(What is expected) Write out the full listing again, exactly as it stands.

=======

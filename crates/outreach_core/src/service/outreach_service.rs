//! Outreach use-case service.
//!
//! # Responsibility
//! - Provide company CRUD, communication logging and method management on
//!   top of any [`RecordStore`].
//! - Assign ids to new records.
//!
//! # Invariants
//! - Service APIs never bypass store validation.
//! - `log_communication` appends for every target or for none.

use crate::model::communication::Communication;
use crate::model::company::{Company, CompanyDraft, CompanyId};
use crate::model::method::{CommunicationMethod, MethodId};
use crate::store::record_store::{RecordStore, StoreError};
use chrono::{DateTime, Utc};
use log::info;
use std::error::Error;
use std::fmt::{Display, Formatter};
use uuid::Uuid;

pub type ServiceResult<T> = Result<T, ServiceError>;

/// Service error for outreach use-cases.
#[derive(Debug, Clone, PartialEq, Eq)]
pub enum ServiceError {
    /// Store rejected the write.
    Store(StoreError),
    /// Write succeeded but the record could not be read back.
    InconsistentState(&'static str),
}

impl Display for ServiceError {
    fn fmt(&self, f: &mut Formatter<'_>) -> std::fmt::Result {
        match self {
            Self::Store(err) => write!(f, "{err}"),
            Self::InconsistentState(details) => write!(f, "inconsistent store state: {details}"),
        }
    }
}

impl Error for ServiceError {
    fn source(&self) -> Option<&(dyn Error + 'static)> {
        match self {
            Self::Store(err) => Some(err),
            Self::InconsistentState(_) => None,
        }
    }
}

impl From<StoreError> for ServiceError {
    fn from(value: StoreError) -> Self {
        Self::Store(value)
    }
}

/// Request to log the same contact against one or more companies.
#[derive(Debug, Clone, PartialEq, Eq)]
pub struct LogCommunicationRequest {
    pub company_ids: Vec<CompanyId>,
    pub method_id: MethodId,
    pub date: DateTime<Utc>,
    pub notes: String,
}

/// New communication method fields.
#[derive(Debug, Clone, PartialEq, Eq)]
pub struct MethodDraft {
    pub name: String,
    pub description: String,
    /// Defaults to one past the highest existing sequence.
    pub sequence: Option<u32>,
    pub is_mandatory: bool,
}

/// Outreach service facade over a record store.
pub struct OutreachService<S: RecordStore> {
    store: S,
}

impl<S: RecordStore> OutreachService<S> {
    /// Creates a service owning the provided store.
    pub fn new(store: S) -> Self {
        Self { store }
    }

    /// Borrows the underlying store for read-only views.
    pub fn store(&self) -> &S {
        &self.store
    }

    /// Returns the store, e.g. to export a snapshot after mutations.
    pub fn into_store(self) -> S {
        self.store
    }

    /// Creates a company from user input and returns the stored record.
    pub fn add_company(&mut self, draft: CompanyDraft) -> ServiceResult<Company> {
        let company = draft.into_company(Uuid::new_v4());
        let id = self.store.create_company(company)?;
        info!("event=company_add module=service status=ok company_id={id}");
        self.read_back_company(id, "created company not found in read-back")
    }

    /// Replaces a company with the same id and returns the stored record.
    pub fn update_company(&mut self, company: Company) -> ServiceResult<Company> {
        let id = company.id;
        self.store.update_company(company)?;
        info!("event=company_update module=service status=ok company_id={id}");
        self.read_back_company(id, "updated company not found in read-back")
    }

    /// Deletes a company and its communication history.
    pub fn delete_company(&mut self, id: CompanyId) -> ServiceResult<Company> {
        let removed = self.store.delete_company(id)?;
        info!("event=company_delete module=service status=ok company_id={id}");
        Ok(removed)
    }

    /// Looks up one company by id.
    pub fn get_company(&self, id: CompanyId) -> Option<&Company> {
        self.store.company(id)
    }

    /// Lists companies in insertion order.
    pub fn list_companies(&self) -> &[Company] {
        self.store.companies()
    }

    /// Logs one communication per target company.
    ///
    /// # Contract
    /// - Empty `company_ids` logs nothing and returns an empty list.
    /// - Unknown method or company ids fail before any append.
    /// - Returned communications follow `company_ids` order.
    pub fn log_communication(
        &mut self,
        request: LogCommunicationRequest,
    ) -> ServiceResult<Vec<Communication>> {
        if request.company_ids.is_empty() {
            return Ok(Vec::new());
        }
        if self.store.communication_method(request.method_id).is_none() {
            return Err(StoreError::MethodNotFound(request.method_id).into());
        }
        if let Some(missing) = request
            .company_ids
            .iter()
            .find(|id| self.store.company(**id).is_none())
        {
            return Err(StoreError::CompanyNotFound(*missing).into());
        }

        let mut logged = Vec::with_capacity(request.company_ids.len());
        for company_id in &request.company_ids {
            let communication = Communication::new(
                *company_id,
                request.method_id,
                request.date,
                request.notes.clone(),
            );
            self.store.append_communication(communication.clone())?;
            logged.push(communication);
        }

        info!(
            "event=communication_log module=service status=ok companies={} method_id={}",
            logged.len(),
            request.method_id
        );
        Ok(logged)
    }

    /// Appends a custom communication method.
    pub fn add_communication_method(
        &mut self,
        draft: MethodDraft,
    ) -> ServiceResult<CommunicationMethod> {
        let sequence = draft.sequence.unwrap_or_else(|| {
            self.store
                .communication_methods()
                .iter()
                .map(|method| method.sequence)
                .max()
                .map_or(1, |max| max.saturating_add(1))
        });
        let method = CommunicationMethod {
            id: Uuid::new_v4(),
            name: draft.name.trim().to_string(),
            description: draft.description.trim().to_string(),
            sequence,
            is_mandatory: draft.is_mandatory,
        };

        let id = self.store.append_communication_method(method)?;
        info!("event=method_add module=service status=ok method_id={id} sequence={sequence}");
        self.store
            .communication_method(id)
            .cloned()
            .ok_or(ServiceError::InconsistentState(
                "created method not found in read-back",
            ))
    }

    /// Lists methods by `sequence`; equal sequences keep insertion order.
    pub fn list_communication_methods(&self) -> Vec<&CommunicationMethod> {
        let mut methods: Vec<&CommunicationMethod> =
            self.store.communication_methods().iter().collect();
        methods.sort_by_key(|method| method.sequence);
        methods
    }

    fn read_back_company(&self, id: CompanyId, details: &'static str) -> ServiceResult<Company> {
        self.store
            .company(id)
            .cloned()
            .ok_or(ServiceError::InconsistentState(details))
    }
}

=======

(Expected answer)
filename crates/outreach_core/src/service/outreach_service.rs
//! Outreach use-case service.
//!
//! # Responsibility
//! - Provide company CRUD, communication logging and method management on
//!   top of any [`RecordStore`].
//! - Assign ids to new records.
//!
//! # Invariants
//! - Service APIs never bypass store validation.
//! - `log_communication` appends for every target or for none.

use crate::model::communication::Communication;
use crate::model::company::{Company, CompanyDraft, CompanyId};
use crate::model::method::{CommunicationMethod, MethodId};
use crate::store::record_store::{RecordStore, StoreError};
use chrono::{DateTime, Utc};
use log::info;
use std::error::Error;
use std::fmt::{Display, Formatter};
use uuid::Uuid;

pub type ServiceResult<T> = Result<T, ServiceError>;

/// Service error for outreach use-cases.
#[derive(Debug, Clone, PartialEq, Eq)]
pub enum ServiceError {
    /// Store rejected the write.
    Store(StoreError),
    /// Write succeeded but the record could not be read back.
    InconsistentState(&'static str),
}

impl Display for ServiceError {
    fn fmt(&self, f: &mut Formatter<'_>) -> std::fmt::Result {
        match self {
            Self::Store(err) => write!(f, "{err}"),
            Self::InconsistentState(details) => write!(f, "inconsistent store state: {details}"),
        }
    }
}

impl Error for ServiceError {
    fn source(&self) -> Option<&(dyn Error + 'static)> {
        match self {
            Self::Store(err) => Some(err),
            Self::InconsistentState(_) => None,
        }
    }
}

impl From<StoreError> for ServiceError {
    fn from(value: StoreError) -> Self {
        Self::Store(value)
    }
}

/// Request to log the same contact against one or more companies.
#[derive(Debug, Clone, PartialEq, Eq)]
pub struct LogCommunicationRequest {
    pub company_ids: Vec<CompanyId>,
    pub method_id: MethodId,
    pub date: DateTime<Utc>,
    pub notes: String,
}

/// New communication method fields.
#[derive(Debug, Clone, PartialEq, Eq)]
pub struct MethodDraft {
    pub name: String,
    pub description: String,
    /// Defaults to one past the highest existing sequence.
    pub sequence: Option<u32>,
    pub is_mandatory: bool,
}

/// Outreach service facade over a record store.
pub struct OutreachService<S: RecordStore> {
    store: S,
}

impl<S: RecordStore> OutreachService<S> {
    /// Creates a service owning the provided store.
    pub fn new(store: S) -> Self {
        Self { store }
    }

    /// Borrows the underlying store for read-only views.
    pub fn store(&self) -> &S {
        &self.store
    }

    /// Returns the store, e.g. to export a snapshot after mutations.
    pub fn into_store(self) -> S {
        self.store
    }

    /// Creates a company from user input and returns the stored record.
    pub fn add_company(&mut self, draft: CompanyDraft) -> ServiceResult<Company> {
        let company = draft.into_company(Uuid::new_v4());
        let id = self.store.create_company(company)?;
        info!("event=company_add module=service status=ok company_id={id}");
        self.read_back_company(id, "created company not found in read-back")
    }

    /// Replaces a company with the same id and returns the stored record.
    pub fn update_company(&mut self, company: Company) -> ServiceResult<Company> {
        let id = company.id;
        self.store.update_company(company)?;
        info!("event=company_update module=service status=ok company_id={id}");
        self.read_back_company(id, "updated company not found in read-back")
    }

    /// Deletes a company and its communication history.
    pub fn delete_company(&mut self, id: CompanyId) -> ServiceResult<Company> {
        let removed = self.store.delete_company(id)?;
        info!("event=company_delete module=service status=ok company_id={id}");
        Ok(removed)
    }

    /// Looks up one company by id.
    pub fn get_company(&self, id: CompanyId) -> Option<&Company> {
        self.store.company(id)
    }

    /// Lists companies in insertion order.
    pub fn list_companies(&self) -> &[Company] {
        self.store.companies()
    }

    /// Logs one communication per target company.
    ///
    /// # Contract
    /// - Empty `company_ids` logs nothing and returns an empty list.
    /// - Unknown method or company ids fail before any append.
    /// - Returned communications follow `company_ids` order.
    pub fn log_communication(
        &mut self,
        request: LogCommunicationRequest,
    ) -> ServiceResult<Vec<Communication>> {
        if request.company_ids.is_empty() {
            return Ok(Vec::new());
        }
        if self.store.communication_method(request.method_id).is_none() {
            return Err(StoreError::MethodNotFound(request.method_id).into());
        }
        if let Some(missing) = request
            .company_ids
            .iter()
            .find(|id| self.store.company(**id).is_none())
        {
            return Err(StoreError::CompanyNotFound(*missing).into());
        }

        let mut logged = Vec::with_capacity(request.company_ids.len());
        for company_id in &request.company_ids {
            let communication = Communication::new(
                *company_id,
                request.method_id,
                request.date,
                request.notes.clone(),
            );
            self.store.append_communication(communication.clone())?;
            logged.push(communication);
        }

        info!(
            "event=communication_log module=service status=ok companies={} method_id={}",
            logged.len(),
            request.method_id
        );
        Ok(logged)
    }

    /// Appends a custom communication method.
    pub fn add_communication_method(
        &mut self,
        draft: MethodDraft,
    ) -> ServiceResult<CommunicationMethod> {
        let sequence = draft.sequence.unwrap_or_else(|| {
            self.store
                .communication_methods()
                .iter()
                .map(|method| method.sequence)
                .max()
                .map_or(1, |max| max.saturating_add(1))
        });
        let method = CommunicationMethod {
            id: Uuid::new_v4(),
            name: draft.name.trim().to_string(),
            description: draft.description.trim().to_string(),
            sequence,
            is_mandatory: draft.is_mandatory,
        };

        let id = self.store.append_communication_method(method)?;
        info!("event=method_add module=service status=ok method_id={id} sequence={sequence}");
        self.store
            .communication_method(id)
            .cloned()
            .ok_or(ServiceError::InconsistentState(
                "created method not found in read-back",
            ))
    }

    /// Lists methods by `sequence`; equal sequences keep insertion order.
    pub fn list_communication_methods(&self) -> Vec<&CommunicationMethod> {
        let mut methods: Vec<&CommunicationMethod> =
            self.store.communication_methods().iter().collect();
        methods.sort_by_key(|method| method.sequence);
        methods
    }

    fn read_back_company(&self, id: CompanyId, details: &'static str) -> ServiceResult<Company> {
        self.store
            .company(id)
            .cloned()
            .ok_or(ServiceError::InconsistentState(details))
    }
}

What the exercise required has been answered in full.